⟨

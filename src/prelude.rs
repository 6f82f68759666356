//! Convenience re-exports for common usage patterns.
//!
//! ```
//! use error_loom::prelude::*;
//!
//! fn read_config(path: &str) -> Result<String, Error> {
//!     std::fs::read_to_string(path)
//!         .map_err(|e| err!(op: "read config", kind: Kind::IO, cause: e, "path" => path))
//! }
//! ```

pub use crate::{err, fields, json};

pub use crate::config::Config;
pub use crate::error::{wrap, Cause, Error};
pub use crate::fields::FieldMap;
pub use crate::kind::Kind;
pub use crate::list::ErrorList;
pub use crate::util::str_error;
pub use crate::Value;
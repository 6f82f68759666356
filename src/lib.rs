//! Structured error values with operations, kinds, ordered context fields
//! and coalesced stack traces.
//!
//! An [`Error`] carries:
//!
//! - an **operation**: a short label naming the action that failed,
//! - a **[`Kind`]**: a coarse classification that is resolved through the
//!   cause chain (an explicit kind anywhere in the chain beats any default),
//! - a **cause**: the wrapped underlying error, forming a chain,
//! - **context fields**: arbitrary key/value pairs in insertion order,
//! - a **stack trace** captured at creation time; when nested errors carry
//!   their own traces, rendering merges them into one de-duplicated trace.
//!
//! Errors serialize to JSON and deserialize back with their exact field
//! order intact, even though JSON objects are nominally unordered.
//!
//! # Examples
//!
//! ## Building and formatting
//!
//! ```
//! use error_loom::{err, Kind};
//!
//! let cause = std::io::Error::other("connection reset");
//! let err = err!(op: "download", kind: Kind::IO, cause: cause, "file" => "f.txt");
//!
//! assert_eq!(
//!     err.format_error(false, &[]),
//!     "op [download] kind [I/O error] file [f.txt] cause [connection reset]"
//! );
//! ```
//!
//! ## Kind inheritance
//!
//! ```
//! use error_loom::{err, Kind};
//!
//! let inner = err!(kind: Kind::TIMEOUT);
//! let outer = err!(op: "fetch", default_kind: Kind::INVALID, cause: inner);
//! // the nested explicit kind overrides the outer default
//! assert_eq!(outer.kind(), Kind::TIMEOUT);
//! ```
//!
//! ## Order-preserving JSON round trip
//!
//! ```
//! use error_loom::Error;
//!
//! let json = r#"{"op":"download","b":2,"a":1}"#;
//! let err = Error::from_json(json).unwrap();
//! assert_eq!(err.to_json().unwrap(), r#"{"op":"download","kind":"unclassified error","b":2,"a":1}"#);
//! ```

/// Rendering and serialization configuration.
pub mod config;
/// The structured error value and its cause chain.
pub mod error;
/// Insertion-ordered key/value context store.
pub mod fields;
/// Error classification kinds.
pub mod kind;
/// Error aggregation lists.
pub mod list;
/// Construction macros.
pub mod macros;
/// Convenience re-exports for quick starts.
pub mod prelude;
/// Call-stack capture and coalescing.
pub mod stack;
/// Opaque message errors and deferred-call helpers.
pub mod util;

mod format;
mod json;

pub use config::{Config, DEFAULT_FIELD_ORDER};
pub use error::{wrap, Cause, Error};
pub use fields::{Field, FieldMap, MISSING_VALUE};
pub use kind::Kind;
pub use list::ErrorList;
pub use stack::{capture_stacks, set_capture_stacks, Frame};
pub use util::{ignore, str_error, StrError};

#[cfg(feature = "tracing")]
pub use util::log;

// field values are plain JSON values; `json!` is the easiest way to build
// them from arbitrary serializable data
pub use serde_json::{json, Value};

⟩
⟨

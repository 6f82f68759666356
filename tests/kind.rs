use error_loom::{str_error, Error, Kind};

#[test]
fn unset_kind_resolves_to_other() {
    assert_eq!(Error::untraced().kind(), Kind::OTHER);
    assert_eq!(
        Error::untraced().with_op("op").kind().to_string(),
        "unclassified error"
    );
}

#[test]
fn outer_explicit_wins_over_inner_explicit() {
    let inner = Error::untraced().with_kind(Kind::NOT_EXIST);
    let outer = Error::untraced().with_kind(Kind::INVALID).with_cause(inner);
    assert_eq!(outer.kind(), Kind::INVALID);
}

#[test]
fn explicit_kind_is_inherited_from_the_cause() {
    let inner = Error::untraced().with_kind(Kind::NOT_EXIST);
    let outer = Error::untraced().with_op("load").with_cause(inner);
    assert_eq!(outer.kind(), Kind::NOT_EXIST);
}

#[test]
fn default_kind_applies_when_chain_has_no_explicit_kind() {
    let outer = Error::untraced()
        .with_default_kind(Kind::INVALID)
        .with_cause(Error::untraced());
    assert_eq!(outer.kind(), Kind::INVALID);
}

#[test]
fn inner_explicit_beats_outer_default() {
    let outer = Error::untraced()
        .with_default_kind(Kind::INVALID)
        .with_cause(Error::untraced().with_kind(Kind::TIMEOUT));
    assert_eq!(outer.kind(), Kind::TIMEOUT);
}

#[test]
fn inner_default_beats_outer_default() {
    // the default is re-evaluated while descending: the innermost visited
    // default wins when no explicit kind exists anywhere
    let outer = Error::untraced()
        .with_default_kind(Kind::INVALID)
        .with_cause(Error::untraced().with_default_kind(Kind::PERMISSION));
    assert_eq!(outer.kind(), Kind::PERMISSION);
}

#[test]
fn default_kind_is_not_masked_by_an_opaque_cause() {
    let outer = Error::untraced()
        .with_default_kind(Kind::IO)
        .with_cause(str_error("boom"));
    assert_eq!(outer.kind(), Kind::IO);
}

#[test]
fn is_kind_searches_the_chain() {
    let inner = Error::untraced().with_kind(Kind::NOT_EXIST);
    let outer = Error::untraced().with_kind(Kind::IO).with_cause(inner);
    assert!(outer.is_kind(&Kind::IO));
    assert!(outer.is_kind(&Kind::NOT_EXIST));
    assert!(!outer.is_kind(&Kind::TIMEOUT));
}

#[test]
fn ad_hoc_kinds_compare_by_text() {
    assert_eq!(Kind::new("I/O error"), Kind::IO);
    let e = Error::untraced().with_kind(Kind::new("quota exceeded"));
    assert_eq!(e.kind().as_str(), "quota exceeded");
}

⟩

Problem:
Look for the word "fields" in every line of the listing and copy the lines that have it.

Output of the exercise:
pub use crate::{err, fields, json};
pub use crate::fields::FieldMap;
//! Structured error values with operations, kinds, ordered context fields
//! - **context fields**: arbitrary key/value pairs in insertion order,
pub mod fields;
pub use fields::{Field, FieldMap, MISSING_VALUE};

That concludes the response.